Does it seem like when you added kids to the mix suddenly your travel budget went through the roof? Even when the additional people in your crew are only a couple of feet tall, suddenly getaways and vacations become super expensive. Learn from the mistakes of other newbie parents and first-time family travelers and get budget-savvy fast. There are numerous ways to save money, from choosing the right SUV for you to maximizing the freebie perks at numerous hotels. Here are a few ways to save big and help ensure your family vacation doesn’t turn into a Griswold disaster:
1. Choose hotels with good free breakfasts. A free continental breakfast can mean a lot of things, from a few stale muffins left on a counter to a full-fledged feast. Every hotel can be different, even within well-known chains. If you want to save big on one (or even two if you’re an early-riser!) meal each day, pick hotels based on their free breakfasts. Best Western is known for having hot options at every single hotel no matter the brand, but they aren’t the only option. If it’s not clear on the hotel’s website, call and check. Going out to eat is one of the biggest money sucks on a vacation.
2. Also consider the amenities at the hotel. Do your kids love pools, and would that satisfy them for a chunk of the day? Do a little research and pick a hotel with a decent pool. Some even come with waterslides and other fun perks designed just for kids. It’ll save you a trip to a local pool or from kids begging to go to waterparks. Plus, it can be fun for everyone especially if there’s an adult-only pool or hot tub nearby.
3. Check out free happenings at museums and more. Most cities have a generous amount of free days, particularly at museums and historic sites. You can plan your vacation around these days without worrying if a meltdown or boredom will kill the outing. If it turns out the kids hate the museum or they’re just cranky in general, you don’t lose out on any cash when you hit up free days.
4. Pick authentic local restaurants and food carts. There’s no better way to explore a city and culture than by trying out their genuine cuisine. This isn’t done at big fancy restaurants or at chains. When you do go out to eat, choose a local hole in the wall to save money and guarantee better grub. The same goes for planning a picnic. Head to a local grocer and you’ll save big compared to many big box stores. There may also be farmers markets where the samples are generous and you can get a real taste of the local flavor.

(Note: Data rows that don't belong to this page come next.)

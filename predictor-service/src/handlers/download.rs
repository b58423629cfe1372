use crate::models::visitor::Visitor;
use crate::AppState;
use axum::{
    extract::State,
    http::{header, StatusCode},
    response::{IntoResponse, Response},
};
use service_core::error::AppError;

/// Latest generated questions as a plain-text attachment.
pub async fn download_latest(
    State(state): State<AppState>,
    visitor: Visitor,
) -> Result<Response, AppError> {
    let handle = state.sessions.get_session(&visitor.id);
    let document = {
        let mut session = handle.lock().await;
        session.touch();
        session.latest.clone()
    };

    let Some(document) = document else {
        return Err(AppError::NotFound(anyhow::anyhow!(
            "No generated questions to download yet"
        )));
    };

    let file_name = document.file_name();
    tracing::info!(
        visitor_id = %visitor.id,
        file_name = %file_name,
        size = document.text.len(),
        "Questions download"
    );

    Ok((
        StatusCode::OK,
        [
            (
                header::CONTENT_TYPE,
                "text/plain; charset=utf-8".to_string(),
            ),
            (
                header::CONTENT_DISPOSITION,
                format!("attachment; filename=\"{}\"", file_name),
            ),
        ],
        document.text,
    )
        .into_response())
}
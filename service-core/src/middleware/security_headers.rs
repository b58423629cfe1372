use axum::{
    extract::Request,
    http::header::{self, HeaderValue},
    middleware::Next,
    response::IntoResponse,
};

/// CSP for server-rendered pages: same-origin forms and downloads, inline
/// styles from the page template, uploaded image previews via `blob:`.
const PAGE_CSP: &str = "default-src 'self'; \
     style-src 'self' 'unsafe-inline'; \
     img-src 'self' data: blob:; \
     form-action 'self'; \
     frame-ancestors 'none'";

/// CSP for JSON, text and metrics responses.
const API_CSP: &str = "default-src 'none'; frame-ancestors 'none'";

pub async fn security_headers_middleware(req: Request, next: Next) -> impl IntoResponse {
    let mut response = next.run(req).await;

    let is_html = response
        .headers()
        .get(header::CONTENT_TYPE)
        .and_then(|v| v.to_str().ok())
        .is_some_and(|ct| ct.starts_with("text/html"));

    let headers = response.headers_mut();

    headers.insert(
        header::X_CONTENT_TYPE_OPTIONS,
        HeaderValue::from_static("nosniff"),
    );
    headers.insert(
        header::STRICT_TRANSPORT_SECURITY,
        HeaderValue::from_static("max-age=31536000; includeSubDomains"),
    );
    headers.insert(header::X_FRAME_OPTIONS, HeaderValue::from_static("DENY"));
    headers.insert(
        header::REFERRER_POLICY,
        HeaderValue::from_static("same-origin"),
    );
    headers.insert(
        header::CONTENT_SECURITY_POLICY,
        HeaderValue::from_static(if is_html { PAGE_CSP } else { API_CSP }),
    );

    response
}

#[cfg(test)]
mod tests {
    use super::*;
    use axum::{Router, body::Body, http::StatusCode, middleware::from_fn, response::Html, routing::get};
    use tower::ServiceExt;

    fn app() -> Router {
        Router::new()
            .route("/", get(|| async { Html("<p>page</p>") }))
            .route("/health", get(|| async { "OK" }))
            .layer(from_fn(security_headers_middleware))
    }

    #[tokio::test]
    async fn html_pages_get_page_policy() {
        let response = app()
            .oneshot(axum::http::Request::builder().uri("/").body(Body::empty()).unwrap())
            .await
            .unwrap();

        assert_eq!(response.status(), StatusCode::OK);
        assert_eq!(
            response.headers().get(header::CONTENT_SECURITY_POLICY).unwrap(),
            PAGE_CSP
        );
        assert_eq!(response.headers().get(header::X_FRAME_OPTIONS).unwrap(), "DENY");
    }

    #[tokio::test]
    async fn plain_responses_get_strict_policy() {
        let response = app()
            .oneshot(
                axum::http::Request::builder()
                    .uri("/health")
                    .body(Body::empty())
                    .unwrap(),
            )
            .await
            .unwrap();

        assert_eq!(
            response.headers().get(header::CONTENT_SECURITY_POLICY).unwrap(),
            API_CSP
        );
        assert_eq!(
            response.headers().get(header::X_CONTENT_TYPE_OPTIONS).unwrap(),
            "nosniff"
        );
    }
}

5. Travel during the off-season. Many destinations have off seasons where hotels, adventures, and outings are cheaper. Even better, there are less crowds which can reduce anxiety. You’ll save on nearly every aspect of your trip and often get the opportunity to intermingle more with the locals.

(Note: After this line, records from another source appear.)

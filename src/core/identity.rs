//! Bearer credential verification.
//!
//! [`IdentityVerifier`] turns a signed token into a typed [`Identity`]. It is
//! pure and synchronous: no I/O, no shared mutable state, so it can be called
//! inline on the request path. Expiry is reported separately from every other
//! rejection so callers can tell a client to refresh rather than re-authenticate.
use jsonwebtoken::{Algorithm, DecodingKey, Validation, decode, errors::ErrorKind};
use serde::{Deserialize, Serialize};
use thiserror::Error;

use crate::config::AuthConfig;

/// Account status that denies access to authenticated routes.
pub const BLOCKED_STATUS: &str = "blocked";

/// Caller identity derived from a verified credential. Lives for one request.
#[derive(Debug, Clone, PartialEq, Eq)]
pub struct Identity {
    pub id: String,
    pub email: Option<String>,
    pub phone: Option<String>,
    pub role: String,
    pub org_id: Option<String>,
    pub session_id: Option<String>,
    pub status: Option<String>,
    pub token_issuer: Option<String>,
    pub token_audience: Option<String>,
    /// Expiry as epoch seconds.
    pub expiry: i64,
}

impl Identity {
    pub fn is_blocked(&self) -> bool {
        self.status
            .as_deref()
            .is_some_and(|status| status.eq_ignore_ascii_case(BLOCKED_STATUS))
    }
}

#[derive(Debug, Error, Clone, Copy, PartialEq, Eq)]
pub enum VerifyError {
    #[error("token expired")]
    Expired,
    #[error("token malformed")]
    Malformed,
    #[error("token signature, issuer or audience rejected")]
    SignatureInvalid,
}

#[derive(Debug, Clone, Serialize, Deserialize)]
#[serde(untagged)]
pub enum Audience {
    Single(String),
    Many(Vec<String>),
}

impl Audience {
    fn first(&self) -> Option<String> {
        match self {
            Audience::Single(aud) => Some(aud.clone()),
            Audience::Many(auds) => auds.first().cloned(),
        }
    }
}

/// Claims the gateway consumes. Issuers in the fleet differ on spelling, so
/// each alternative lands in its own field and [`Claims::subject`] and friends
/// pick the first non-empty one. A token carrying both spellings is valid.
#[derive(Debug, Clone, Default, Serialize, Deserialize)]
#[serde(default)]
pub struct Claims {
    pub sub: Option<String>,
    #[serde(rename = "userId")]
    pub user_id_camel: Option<String>,
    pub user_id: Option<String>,
    pub email: Option<String>,
    pub phone: Option<String>,
    pub role: Option<String>,
    pub org_id: Option<String>,
    #[serde(rename = "orgId")]
    pub org_id_camel: Option<String>,
    pub session_id: Option<String>,
    #[serde(rename = "sessionId")]
    pub session_id_camel: Option<String>,
    pub status: Option<String>,
    pub iss: Option<String>,
    pub aud: Option<Audience>,
    pub exp: i64,
}

impl Claims {
    /// `sub`, then `userId`, then `user_id`.
    pub fn subject(&self) -> Option<&str> {
        first_present([&self.sub, &self.user_id_camel, &self.user_id])
    }

    pub fn organization(&self) -> Option<&str> {
        first_present([&self.org_id_camel, &self.org_id])
    }

    pub fn session(&self) -> Option<&str> {
        first_present([&self.session_id_camel, &self.session_id])
    }
}

fn first_present<const N: usize>(candidates: [&Option<String>; N]) -> Option<&str> {
    candidates
        .into_iter()
        .filter_map(Option::as_deref)
        .find(|value| !value.is_empty())
}

impl TryFrom<Claims> for Identity {
    type Error = VerifyError;

    fn try_from(claims: Claims) -> Result<Self, Self::Error> {
        let id = claims.subject().ok_or(VerifyError::Malformed)?.to_string();
        Ok(Identity {
            id,
            org_id: claims.organization().map(str::to_string),
            session_id: claims.session().map(str::to_string),
            token_audience: claims.aud.as_ref().and_then(Audience::first),
            email: claims.email,
            phone: claims.phone,
            role: claims.role.unwrap_or_else(|| "user".to_string()),
            status: claims.status,
            token_issuer: claims.iss,
            expiry: claims.exp,
        })
    }
}

/// HS256 verifier bound to the configured issuer and audience.
pub struct IdentityVerifier {
    key: DecodingKey,
    validation: Validation,
}

impl IdentityVerifier {
    pub fn new(config: &AuthConfig) -> Self {
        let mut validation = Validation::new(Algorithm::HS256);
        validation.leeway = config.leeway_secs;
        validation.validate_exp = true;

        if let Some(issuer) = &config.issuer {
            validation.set_issuer(&[issuer.as_str()]);
        }
        match &config.audience {
            Some(audience) => validation.set_audience(&[audience.as_str()]),
            None => validation.validate_aud = false,
        }

        Self {
            key: DecodingKey::from_secret(config.jwt_secret.as_bytes()),
            validation,
        }
    }

    pub fn verify(&self, credential: &str) -> Result<Identity, VerifyError> {
        let data = decode::<Claims>(credential, &self.key, &self.validation)
            .map_err(|err| classify(err.kind()))?;
        Identity::try_from(data.claims)
    }
}

fn classify(kind: &ErrorKind) -> VerifyError {
    match kind {
        ErrorKind::ExpiredSignature => VerifyError::Expired,
        ErrorKind::InvalidSignature
        | ErrorKind::InvalidIssuer
        | ErrorKind::InvalidAudience
        | ErrorKind::InvalidAlgorithm
        | ErrorKind::ImmatureSignature => VerifyError::SignatureInvalid,
        _ => VerifyError::Malformed,
    }
}

/// Extract the token from an `Authorization` value. Accepts `Bearer <token>`
/// (scheme matched case-insensitively) or a bare token. A bearer scheme with
/// nothing after it, or any other scheme, yields `None`.
pub fn extract_credential(header_value: &str) -> Option<&str> {
    let value = header_value.trim_start();
    let token = match value.get(..BEARER.len()) {
        Some(scheme)
            if scheme.eq_ignore_ascii_case(BEARER)
                && value[BEARER.len()..]
                    .chars()
                    .next()
                    .is_none_or(char::is_whitespace) =>
        {
            value[BEARER.len()..].trim()
        }
        _ => value.trim_end(),
    };
    (!token.is_empty() && !token.contains(char::is_whitespace)).then_some(token)
}

const BEARER: &str = "bearer";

6. Maximize the time when the kids are under two years old. Up until the age of two, kids can fly for free as long as they stay on your lap. This isn’t necessarily the most comfortable option for parents, but you can save big. You’ll also be able to take advantage of getting on the plane first, so there are some bonuses. Those first two years will fly by, so you may as well make the most of it.
7. Rent out your home while you’re gone. If you can, consider renting your home out on a site like Airbnb while you’re away. Depending on your home and location, you may be able to get a temporary rental to pay for your vacation. Some people prefer to also hire a property manager so they don’t have to worry about a thing. The general rate for a property manager is 20-25 percent of the rental income.

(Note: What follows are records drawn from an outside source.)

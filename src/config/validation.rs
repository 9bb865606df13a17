use std::{collections::HashMap, net::SocketAddr};

use crate::{
    config::models::{AuthRequirement, GatewayConfig, RateLimitPolicyConfig, RouteRule},
    core::dispatcher::{normalize_path, pattern_key, rewrite_prefix},
};

/// Validation result type alias
pub type ValidationResult<T> = Result<T, ValidationError>;

/// Validation error types
#[derive(Debug, thiserror::Error, Clone)]
pub enum ValidationError {
    #[error("Missing required field: {field}")]
    MissingField { field: String },

    #[error("Invalid field '{field}': {message}")]
    InvalidField { field: String, message: String },

    #[error("Invalid listen address '{address}': {reason}")]
    InvalidListenAddress { address: String, reason: String },

    #[error("Unknown service '{service}' referenced by {context}")]
    UnknownService { service: String, context: String },

    #[error("Route conflict detected: {message}")]
    RouteConflict { message: String },

    #[error("Validation failed: {message}")]
    ValidationFailed { message: String },
}

/// Gateway configuration linter. Every problem is collected and reported
/// together rather than stopping at the first one.
pub struct ServerConfigValidator;

impl ServerConfigValidator {
    /// Validate the entire gateway configuration
    pub fn validate(config: &GatewayConfig) -> ValidationResult<()> {
        let mut errors = Vec::new();

        if let Err(e) = Self::validate_listen_address(&config.listen_addr) {
            errors.push(e);
        }

        if config.auth.jwt_secret.is_empty() {
            errors.push(ValidationError::MissingField {
                field: "auth.jwt_secret".to_string(),
            });
        }

        if !config.internal.prefix.starts_with('/') {
            errors.push(ValidationError::InvalidField {
                field: "internal.prefix".to_string(),
                message: "must start with '/'".to_string(),
            });
        }
        if config.internal.token.is_empty() {
            errors.push(ValidationError::MissingField {
                field: "internal.token".to_string(),
            });
        }

        if let Err(e) = Self::validate_url(&config.authority.base_url, "authority.base_url") {
            errors.push(e);
        }

        let mut service_names: Vec<&String> = config.services.keys().collect();
        service_names.sort();
        for name in service_names {
            let context = format!("services.{name}.base_url");
            if let Err(e) = Self::validate_url(&config.services[name].base_url, &context) {
                errors.push(e);
            }
        }

        if config.routes.is_empty() {
            errors.push(ValidationError::MissingField {
                field: "routes".to_string(),
            });
        }
        for (index, rule) in config.routes.iter().enumerate() {
            errors.extend(Self::validate_single_route(config, index, rule));
        }
        errors.extend(Self::check_route_conflicts(&config.routes));

        errors.extend(Self::validate_admin(config));

        for (class, policy) in [
            ("default", &config.rate_limits.default),
            ("auth", &config.rate_limits.auth),
            ("webhook", &config.rate_limits.webhook),
        ] {
            if let Err(e) = Self::validate_rate_limit(class, policy) {
                errors.push(e);
            }
        }

        if errors.is_empty() {
            Ok(())
        } else {
            Err(ValidationError::ValidationFailed {
                message: Self::format_multiple_errors(errors),
            })
        }
    }

    /// Validate listen address format
    fn validate_listen_address(address: &str) -> ValidationResult<()> {
        if address.parse::<SocketAddr>().is_err() {
            return Err(ValidationError::InvalidListenAddress {
                address: address.to_string(),
                reason: "Must be in format 'IP:PORT' (e.g., '127.0.0.1:3000' or '0.0.0.0:8080')"
                    .to_string(),
            });
        }
        Ok(())
    }

    fn validate_single_route(
        config: &GatewayConfig,
        index: usize,
        rule: &RouteRule,
    ) -> Vec<ValidationError> {
        let field = |name: &str| format!("routes[{index}].{name}");
        let mut errors = Vec::new();

        if !rule.path.starts_with('/') {
            errors.push(ValidationError::InvalidField {
                field: field("path"),
                message: format!("'{}' must start with '/'", rule.path),
            });
        }

        if !config.services.contains_key(&rule.service) {
            errors.push(ValidationError::UnknownService {
                service: rule.service.clone(),
                context: format!("route '{} {}'", rule.method, rule.path),
            });
        }

        if let Some(rewrite) = &rule.rewrite {
            if rewrite_prefix(&normalize_path(&rule.path), &rewrite.from, "/").is_none() {
                errors.push(ValidationError::InvalidField {
                    field: field("rewrite.from"),
                    message: format!("'{}' is not a prefix of '{}'", rewrite.from, rule.path),
                });
            }
            if !rewrite.to.starts_with('/') {
                errors.push(ValidationError::InvalidField {
                    field: field("rewrite.to"),
                    message: format!("'{}' must start with '/'", rewrite.to),
                });
            }
        }

        if let Err(e) = Self::validate_requirement(&rule.auth, &field("auth")) {
            errors.push(e);
        }
        errors
    }

    /// Role and permission requirements must name something to check.
    fn validate_requirement(requirement: &AuthRequirement, field: &str) -> ValidationResult<()> {
        match requirement {
            AuthRequirement::Role { roles } if roles.is_empty() => {
                Err(ValidationError::InvalidField {
                    field: field.to_string(),
                    message: "role requirement names no roles".to_string(),
                })
            }
            AuthRequirement::Permission { permissions } if permissions.is_empty() => {
                Err(ValidationError::InvalidField {
                    field: field.to_string(),
                    message: "permission requirement names no permissions".to_string(),
                })
            }
            _ => Ok(()),
        }
    }

    /// Two rules with the same method and pattern would make resolution depend
    /// on declaration order.
    fn check_route_conflicts(routes: &[RouteRule]) -> Vec<ValidationError> {
        let mut seen: HashMap<(String, String), &RouteRule> = HashMap::new();
        let mut errors = Vec::new();
        for rule in routes {
            let key = (rule.method.to_string(), pattern_key(&rule.path));
            if let Some(existing) = seen.get(&key) {
                errors.push(ValidationError::RouteConflict {
                    message: format!(
                        "'{} {}' duplicates '{} {}'",
                        rule.method, rule.path, existing.method, existing.path
                    ),
                });
            } else {
                seen.insert(key, rule);
            }
        }
        errors
    }

    fn validate_admin(config: &GatewayConfig) -> Vec<ValidationError> {
        let mut errors = Vec::new();
        if !config.admin.prefix.starts_with('/') {
            errors.push(ValidationError::InvalidField {
                field: "admin.prefix".to_string(),
                message: "must start with '/'".to_string(),
            });
        }

        let mut domains: Vec<_> = config.admin.domains.iter().collect();
        domains.sort_by(|a, b| a.0.cmp(b.0));
        for (domain, target) in domains {
            if domain.is_empty() || domain.contains('/') {
                errors.push(ValidationError::InvalidField {
                    field: format!("admin.domains.{domain}"),
                    message: "domain must be a single path segment".to_string(),
                });
            }
            if !config.services.contains_key(&target.service) {
                errors.push(ValidationError::UnknownService {
                    service: target.service.clone(),
                    context: format!("admin domain '{domain}'"),
                });
            }
            if !target.rewrite_to.starts_with('/') {
                errors.push(ValidationError::InvalidField {
                    field: format!("admin.domains.{domain}.rewrite_to"),
                    message: format!("'{}' must start with '/'", target.rewrite_to),
                });
            }
            if let Err(e) =
                Self::validate_requirement(&target.auth, &format!("admin.domains.{domain}.auth"))
            {
                errors.push(e);
            }
        }
        errors
    }

    fn validate_rate_limit(class: &str, policy: &RateLimitPolicyConfig) -> ValidationResult<()> {
        if policy.max == 0 {
            return Err(ValidationError::InvalidField {
                field: format!("rate_limits.{class}.max"),
                message: "must be greater than 0".to_string(),
            });
        }
        if policy.window_ms == 0 {
            return Err(ValidationError::InvalidField {
                field: format!("rate_limits.{class}.window_ms"),
                message: "must be greater than 0".to_string(),
            });
        }
        Ok(())
    }

    fn validate_url(url_str: &str, context: &str) -> ValidationResult<()> {
        match url::Url::parse(url_str) {
            Ok(url) => {
                if url.scheme() != "http" && url.scheme() != "https" {
                    return Err(ValidationError::InvalidField {
                        field: context.to_string(),
                        message: format!(
                            "URL scheme must be 'http' or 'https', got '{}'",
                            url.scheme()
                        ),
                    });
                }

                if url.host().is_none() {
                    return Err(ValidationError::InvalidField {
                        field: context.to_string(),
                        message: "URL must have a valid host".to_string(),
                    });
                }

                Ok(())
            }
            Err(e) => Err(ValidationError::InvalidField {
                field: context.to_string(),
                message: format!("Invalid URL format: {e}"),
            }),
        }
    }

    /// Format multiple validation errors into a single message
    fn format_multiple_errors(errors: Vec<ValidationError>) -> String {
        if errors.len() == 1 {
            return errors[0].to_string();
        }

        let mut message = format!("Found {} validation errors:\n", errors.len());
        for (i, error) in errors.iter().enumerate() {
            message.push_str(&format!("  {}. {}\n", i + 1, error));
        }
        message
    }
}
use std::time::Duration;

use async_trait::async_trait;
use eyre::{Result, WrapErr};
use serde::{Deserialize, Serialize};

use crate::{
    config::AuthorityConfig, metrics, ports::permission_authority::PermissionAuthority,
};

/// Path of the policy-check endpoint on the authority.
pub const PERMISSION_CHECK_PATH: &str = "/v1/admin/internal/permissions/check";

#[derive(Debug, Serialize)]
#[serde(rename_all = "camelCase")]
struct PermissionCheckRequest<'a> {
    user_id: &'a str,
    permission: &'a str,
}

#[derive(Debug, Deserialize)]
struct PermissionCheckResponse {
    allowed: bool,
}

/// Permission authority reached over HTTP with a hard per-call timeout.
///
/// Every failure resolves to `false`. There are no retries.
pub struct PermissionClient {
    client: reqwest::Client,
    endpoint: String,
}

impl PermissionClient {
    pub fn new(config: &AuthorityConfig) -> Result<Self> {
        let client = reqwest::Client::builder()
            .timeout(Duration::from_millis(config.timeout_ms))
            .build()
            .wrap_err("Failed to build permission authority HTTP client")?;
        let endpoint = format!(
            "{}{}",
            config.base_url.trim_end_matches('/'),
            PERMISSION_CHECK_PATH
        );
        Ok(Self { client, endpoint })
    }

    async fn try_check(&self, user_id: &str, permission: &str) -> Result<bool, String> {
        let response = self
            .client
            .post(&self.endpoint)
            .json(&PermissionCheckRequest {
                user_id,
                permission,
            })
            .send()
            .await
            .map_err(|e| {
                if e.is_timeout() {
                    "timed out".to_string()
                } else {
                    e.to_string()
                }
            })?;

        let status = response.status();
        if !status.is_success() {
            return Err(format!("authority answered {status}"));
        }
        let body: PermissionCheckResponse = response
            .json()
            .await
            .map_err(|e| format!("unexpected response body: {e}"))?;
        Ok(body.allowed)
    }
}

#[async_trait]
impl PermissionAuthority for PermissionClient {
    async fn check(&self, user_id: &str, permission: &str) -> bool {
        match self.try_check(user_id, permission).await {
            Ok(true) => {
                metrics::increment_permission_check("allowed");
                true
            }
            Ok(false) => {
                metrics::increment_permission_check("denied");
                tracing::debug!(user_id, permission, "Permission denied by authority");
                false
            }
            Err(reason) => {
                metrics::increment_permission_check("error");
                tracing::warn!(
                    user_id,
                    permission,
                    reason = %reason,
                    "Permission check failed, denying"
                );
                false
            }
        }
    }
}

8. Drive more and fly less. The more people you have traveling, the cheaper it’ll be to take a car. After all, you’ll be paying per seat on a plane, train, or bus. However, you’ll still want plenty of space and comfort. It might be prudent to rent a car rather than use your own. You’ll avoid additional wear and tear, and you won’t have to worry about breakdowns.
Frugal travel can be done with a family, but it’ll take some research and practice. The sooner you get started, the sooner you can start saving. Get creative and don’t be afraid to try out some new strategies. One of the biggest mistakes new parents make is sticking with old approaches that worked when they were single, traveling as a couple, or traveling with friends. It’s equally important to make sure everyone in the travel group has input on what to do. When everyone is invested, everyone will have a better time. Plus, you’ll be able to create new traditions and memories while teaching the little ones the importance of frugality. It’s a learned skill and one that is never too early to start.